Have you ever wondered why you can easily crush your workout some days, while other days you have no energy to spare? It could be related to what and when you eat it before bodybuilding. In fact, the question of what and when to eat to support a training program is one of the most common questions we get from 8fit members, so we’re telling you how food can impact your fitness. your performance.
Pre-workout meal: Timing isn’t everything
Can you get better results if you eat at certain times? Generally speaking, nutrient timing (eating certain nutrients in certain amounts at a certain time) is not as important as your overall calorie intake and the quality of your diet. That said, it all depends on your goals. If you’re trying to lose weight and aren’t spending hours at the gym every day (hope you don’t!), you don’t need to worry about pre- and post-workout fuel. Instead, focus on eating well throughout the day, and watch portion sizes. Simply eat breakfast, lunch and dinner at regular times, and exercise when it suits you best. It’s pretty easy, right?

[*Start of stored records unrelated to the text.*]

#![warn(clippy::all, rust_2018_idioms)]

/// Tracing macros that prefix every message with `[file:module:line]`.
///
/// Use these for operational events where the call site matters when reading
/// `orgcrawler.log` after a crawl (credential phases, cache decisions, fan-out
/// summaries). Plain `tracing::debug!` is fine for everything else.
#[macro_export]
macro_rules! trace_debug {
    ($($arg:tt)*) => {
        tracing::debug!("[{}:{}:{}] {}", file!(), module_path!(), line!(), format!($($arg)*));
    };
}

#[macro_export]
macro_rules! trace_info {
    ($($arg:tt)*) => {
        tracing::info!("[{}:{}:{}] {}", file!(), module_path!(), line!(), format!($($arg)*));
    };
}

#[macro_export]
macro_rules! trace_warn {
    ($($arg:tt)*) => {
        tracing::warn!("[{}:{}:{}] {}", file!(), module_path!(), line!(), format!($($arg)*));
    };
}

#[macro_export]
macro_rules! trace_error {
    ($($arg:tt)*) => {
        tracing::error!("[{}:{}:{}] {}", file!(), module_path!(), line!(), format!($($arg)*));
    };
}

/*
Log level guidelines:

DEBUG: per-account and per-(account, region) progress, cache hit/miss details,
       SDK client construction.
INFO:  phase boundaries (organization loaded, credentials resolved, execution
       finished) and summary counts.
WARN:  recoverable conditions: cache write failures, alias lookups that failed,
       payload invocations that failed for one (account, region).
ERROR: conditions that end the run (access denied, credential phase failure).

Never log credential material. AccountCredentials implements Debug with the
secret and session token redacted, so `{:?}` on it is safe.
*/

On the other hand, if you do long or very intense workouts, or if your goal is to gain muscle mass, eating before and after training becomes more important. Proper nutrition and good timing will help prevent muscle loss, shorten your recovery time and give you extra energy.
To load up on carbs or not to load up on carbs?

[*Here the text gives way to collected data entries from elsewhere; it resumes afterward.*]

//! Core modules of the organization crawler.
//!
//! # Module Organization
//!
//! ## AWS Integration
//! - [`credentials`] - Role assumption and the injected provider bundle
//! - [`organizations`] - Organizations and IAM API seams with SDK implementations
//! - [`sdk_errors`] - Categorization of SDK error messages
//! - [`regions`] - Region lists and global-service handling
//!
//! ## Organization Model
//! - [`org`] - The organization façade, its tree model and cache store
//!
//! ## Crawling
//! - [`task_runner`] - Bounded-parallel map shared by every fan-out
//! - [`crawler`] - Credential phase, payload execution and result aggregation
//! - [`payload`] - Payload trait, descriptors and registry
//! - [`payloads`] - Built-in payloads
//!
//! ## Front End Support
//! - [`config`] - Optional `config.toml`
//! - [`format`] - JSON/YAML rendering of execution reports
//! - [`error`] - Typed error taxonomy
//!
//! # Architecture
//!
//! [`org::Org`] is loaded first (from cache or live), then handed to a
//! [`crawler::Crawler`], which resolves per-account credentials and runs a
//! [`payload::Payload`] across the account × region matrix. External services
//! are reached only through [`credentials::Providers`], so the whole pipeline
//! runs against in-memory fakes in tests.

pub mod config;
pub mod crawler;
pub mod credentials;
pub mod error;
pub mod format;
pub mod org;
pub mod organizations;
pub mod payload;
pub mod payloads;
pub mod regions;
pub mod sdk_errors;
pub mod task_runner;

If you’re striving to achieve specific training goals, you need to fuel your workouts accordingly with the right balance of carbohydrates, proteins and fats, before and after training. The key to finding this balance is to keep in mind that these three macronutrients are metabolized differently, they are all absorbed by the body at a different rate.
Carbohydrates provide the fastest energy: simple, sugary carbohydrates are absorbed the fastest, while healthy complex carbohydrates, such as those found in whole grains or vegetables, take longer. Proteins are absorbed second, while fats take the longest to digest. Most foods contain a combination of different macronutrients, so digestion time depends on the ratio. To achieve optimal energy levels during your workout, focus on carbohydrates and protein while limiting fat.
Follow the flow of H2O
Proper hydration is essential for everyone, but especially for those who exercise: not drinking enough water has been shown to decrease performance. Men should aim for around three liters a day, and women around 2.2 liters, but consider your activity level and external factors like the environment – if you’re hot and sweaty, increase your intake. As for other drinks designed for “sport”? Most of us don’t need to waste money on expensive, sugary sports drinks. If you do intense workouts that last longer than 60 minutes, you might consider refilling yourself with an isotonic drink, but you can easily make your own.
The bar (protein)
If you’re wondering if you need a protein bar or shake to supplement your workout, the answer is simple: no. The marketing gurus do a great job of tricking us into thinking we need protein or energy bars to achieve our goals, but a balanced diet based on real, whole foods provides everything you need.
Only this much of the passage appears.